Are you right handed or left handed? Did you know that animals can be right or left handed too? Even if they don’t have hands, a lot of animals do “behavioral lateralization” which means that they use one side of their body more than the other side. Fish, mammals, reptiles, amphibians, and birds can all have lateralization.

There are many reasons that using one side of the body more than the other could be useful for animals. We know that different sides of the brain control different things, which might free up brain space so they don’t have to keep the same thing in their brain twice. Behaviors that animals do with one side of their bodies can also help with survival, and finding food. Scientists usually study this by keeping track of behavior an animal does, and which side of the body they used.

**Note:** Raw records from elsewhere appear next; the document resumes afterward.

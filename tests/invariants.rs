//! Contract Invariant Tests
//!
//! These tests verify the non-negotiable guarantees.

use pagesmith_core::{
    hashing::canonical_json, BackendKind, GenerationPipeline, Manifest, PipelineError,
};
use serde_json::{json, Value};
use std::fs;
use tempfile::TempDir;

fn create_pipeline() -> GenerationPipeline {
    let manifest = Manifest::from_value(json!({
        "Card": {"selector": "app-card", "import": "@your-ds/components"},
        "Stat": {"selector": "app-stat", "import": "@your-ds/components"},
        "DataTable": {
            "selector": "app-data-table",
            "import": "@your-ds/components",
            "props": {"columns": {"type": "array", "required": true}}
        }
    }))
    .unwrap();
    GenerationPipeline::new(manifest)
}

fn dashboard_spec(card_type: &str) -> Value {
    json!({
        "page": "Dashboard",
        "route": "/dashboard",
        "sections": [{
            "type": card_type,
            "props": {"title": "Key Metrics"},
            "children": [{"type": "Stat", "props": {"label": "Users", "value": "10"}}]
        }]
    })
}

#[test]
fn invariant_run_validates_before_writing() {
    let pipeline = create_pipeline();
    let out = TempDir::new().unwrap();
    let target = out.path().join("pages");

    let input = pipeline.input_for(dashboard_spec("Kard")).with_out_dir(&target);
    let result = pipeline.run(&input);

    // Must fail - validation is enforced, and nothing touches the disk
    let err = result.unwrap_err();
    assert!(matches!(err, PipelineError::QualityGate(_)));
    assert!(err.to_string().contains("Quality gates failed"));
    assert!(!target.exists());
}

#[test]
fn invariant_structure_violations_reported_in_full() {
    let pipeline = create_pipeline();
    let out = TempDir::new().unwrap();

    let input = pipeline
        .input_for(json!({"route": 7, "sections": [{"props": {}}]}))
        .with_out_dir(out.path());
    let err = pipeline.run(&input).unwrap_err();

    let PipelineError::Structure(violations) = err else {
        panic!("expected structural failure");
    };
    let paths: Vec<_> = violations.iter().map(|v| v.path.as_str()).collect();
    assert!(paths.contains(&"page"));
    assert!(paths.contains(&"route"));
    assert!(paths.contains(&"sections[0].type"));
    assert_eq!(fs::read_dir(out.path()).unwrap().count(), 0);
}

#[test]
fn invariant_valid_spec_writes_one_file() {
    let pipeline = create_pipeline();
    let out = TempDir::new().unwrap();

    let input = pipeline.input_for(dashboard_spec("Card")).with_out_dir(out.path());
    let outcome = pipeline.run(&input).unwrap();

    assert_eq!(outcome.path, out.path().join("dashboard.component.ts"));
    assert_eq!(fs::read_dir(out.path()).unwrap().count(), 1);

    let written = fs::read_to_string(&outcome.path).unwrap();
    assert_eq!(
        outcome.output_hash,
        pagesmith_core::compute_output_hash(BackendKind::Angular, &written)
    );
    assert!(outcome.quality.is_valid);
    assert!(outcome.emitted.as_ref().unwrap().is_valid);
}

#[test]
fn invariant_output_idempotent() {
    // Same spec must produce byte-identical output
    let pipeline = create_pipeline();
    let out = TempDir::new().unwrap();

    for backend in [BackendKind::React, BackendKind::Angular] {
        let input = pipeline
            .input_for(dashboard_spec("Card"))
            .with_backend(backend)
            .with_out_dir(out.path());

        let first = pipeline.run(&input).unwrap();
        let first_source = fs::read_to_string(&first.path).unwrap();
        let second = pipeline.run(&input).unwrap();
        let second_source = fs::read_to_string(&second.path).unwrap();

        assert_eq!(first_source, second_source);
        assert_eq!(first.output_hash, second.output_hash);
        assert_eq!(first.spec_hash, second.spec_hash);
        // Run identity is per run
        assert_ne!(first.id, second.id);
    }
}

#[test]
fn invariant_spec_hash_ignores_key_order() {
    let pipeline = create_pipeline();
    let out = TempDir::new().unwrap();

    let reordered = json!({
        "sections": [{
            "children": [{"props": {"value": "10", "label": "Users"}, "type": "Stat"}],
            "props": {"title": "Key Metrics"},
            "type": "Card"
        }],
        "route": "/dashboard",
        "page": "Dashboard"
    });

    let a = pipeline.run(&pipeline.input_for(dashboard_spec("Card")).with_out_dir(out.path())).unwrap();
    let b = pipeline.run(&pipeline.input_for(reordered).with_out_dir(out.path())).unwrap();
    assert_eq!(a.spec_hash, b.spec_hash);
}

#[test]
fn invariant_canonical_json_deterministic() {
    let obj1 = json!({"z": 1, "a": 2, "m": {"b": 1, "a": 2}});
    let obj2 = json!({"a": 2, "m": {"a": 2, "b": 1}, "z": 1});

    let c1 = canonical_json(&obj1).unwrap();
    let c2 = canonical_json(&obj2).unwrap();

    // Must be identical despite different input ordering
    assert_eq!(c1, c2);
}

#[test]
fn invariant_check_reports_every_error() {
    let pipeline = create_pipeline();

    let report = pipeline
        .check(&json!({"page": "Claims", "route": "/claims", "sections": [{"type": "DataTable", "props": {}}]}))
        .unwrap();

    assert!(!report.is_valid);
    assert!(report.errors.iter().any(|d| d.message.contains("columns")));
}

#[cfg(feature = "test-hooks")]
#[test]
fn invariant_run_calls_validate() {
    use pagesmith_core::pipeline::get_validation_call_count;

    let pipeline = create_pipeline();
    let out = TempDir::new().unwrap();

    let before = get_validation_call_count();
    pipeline
        .run(&pipeline.input_for(dashboard_spec("Card")).with_out_dir(out.path()))
        .unwrap();
    assert!(get_validation_call_count() > before);
}

#[tokio::test]
async fn invariant_prompt_path_validates_extracted_spec() {
    use pagesmith_core::{DemoProvider, GeneratorConfig, RetryPolicy};
    use std::time::Duration;

    let manifest = Manifest::from_value(json!({
        "CardComponent": {"selector": "app-card", "import": "@your-ds/angular"},
        "TextComponent": {"selector": "app-text", "import": "@your-ds/angular"},
        "ButtonComponent": {"selector": "app-button", "import": "@your-ds/angular"}
    }))
    .unwrap();
    let out = TempDir::new().unwrap();
    let config = GeneratorConfig {
        out_dir: out.path().to_path_buf(),
        ..GeneratorConfig::default()
    };
    let pipeline = GenerationPipeline::with_config(manifest, config);

    let provider = DemoProvider::default().into_spec_provider();
    let outcome = pipeline
        .run_from_prompt(&provider, "a demo page", &RetryPolicy::new(1, Duration::ZERO))
        .await
        .unwrap();

    assert_eq!(outcome.page, "DemoPage");
    assert_eq!(outcome.path, out.path().join("demopage.component.ts"));
    assert!(outcome.path.exists());
}
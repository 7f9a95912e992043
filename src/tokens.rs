//! Design-token grammar.
//!
//! Accepted families:
//! - `spacing.N` (N >= 1)
//! - `colors.<family>.<variant>` (`color.` also accepted as the prefix)
//! - `typography.<font|size>.<size>`
//! - `radius.<size>`
//! - `shadow.<size>` / `shadows.<size>`

use once_cell::sync::Lazy;
use regex::Regex;

/// Prefixes that mark a string as an intended token reference.
pub const TOKEN_PREFIXES: [&str; 3] = ["spacing", "color", "typography"];

static TOKEN_GRAMMAR: Lazy<Vec<Regex>> = Lazy::new(|| {
    [
        r"^spacing\.[1-9][0-9]*$",
        r"^colors?\.(brand|success|warning|error|text|background|border)\.(primary|secondary)$",
        r"^typography\.(font|size)\.(xs|sm|md|lg|xl|2xl|body|heading|mono)$",
        r"^radius\.(sm|md|lg|xl)$",
        r"^shadows?\.(sm|md|lg)$",
    ]
    .iter()
    .map(|pattern| Regex::new(pattern).expect("token grammar pattern is valid"))
    .collect()
});

/// A dotted string starting with one of the token prefixes.
pub fn looks_like_token(value: &str) -> bool {
    value.contains('.') && TOKEN_PREFIXES.iter().any(|prefix| value.starts_with(prefix))
}

pub fn is_valid_token(value: &str) -> bool {
    TOKEN_GRAMMAR.iter().any(|pattern| pattern.is_match(value))
}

In this science experiment, scientists decided to look at sea birds called gannets because they search for food in a way that uses one side of their body more. When gannets fly over the ocean they look for fish to eat and then dive down into the water to catch the fish. Gannets have to be careful when they dive not to lose the fish and also not to bump into any other gannets that are also diving. One way that gannets are able to do all of these things at once is doing a special roll in the air while they dive. This roll is either to the right or the left, kind of like how you are either right handed or left handed.

For the science experiment scientists caught 71 birds and put a GPS on them. Then they let the birds do their special roll while they dive and look for food, and kept track of whether the roll was to the left or the right with the GPS. Based on the rolls, the scientists found that some birds are left sided and some birds are right sided. About half of the gannets were right sided, and half were left sided. This is a cool result because this science experiment was the first one done testing if seabirds looking for food can be left or right sided.

After their experiment, the scientists predicted that birds being left or right sided can help them with navigation and food gathering. From different science experiments, they think that different sided birds are better at different skills. They think that right sided birds are better at getting food, and left sided birds are better at getting away from enemies. The scientists talked about how people should do more experiments with seabirds and which side they use more because this information can help the field of animal science grow.

Bennison, A., Clark, B. L., Votier, S. C., Quinn, J. L., Darby, J., & Jessopp, M. (2023). Handedness and individual roll-angle specialism when plunge diving in the northern gannet. Biology Letters, 19(9), 20230287.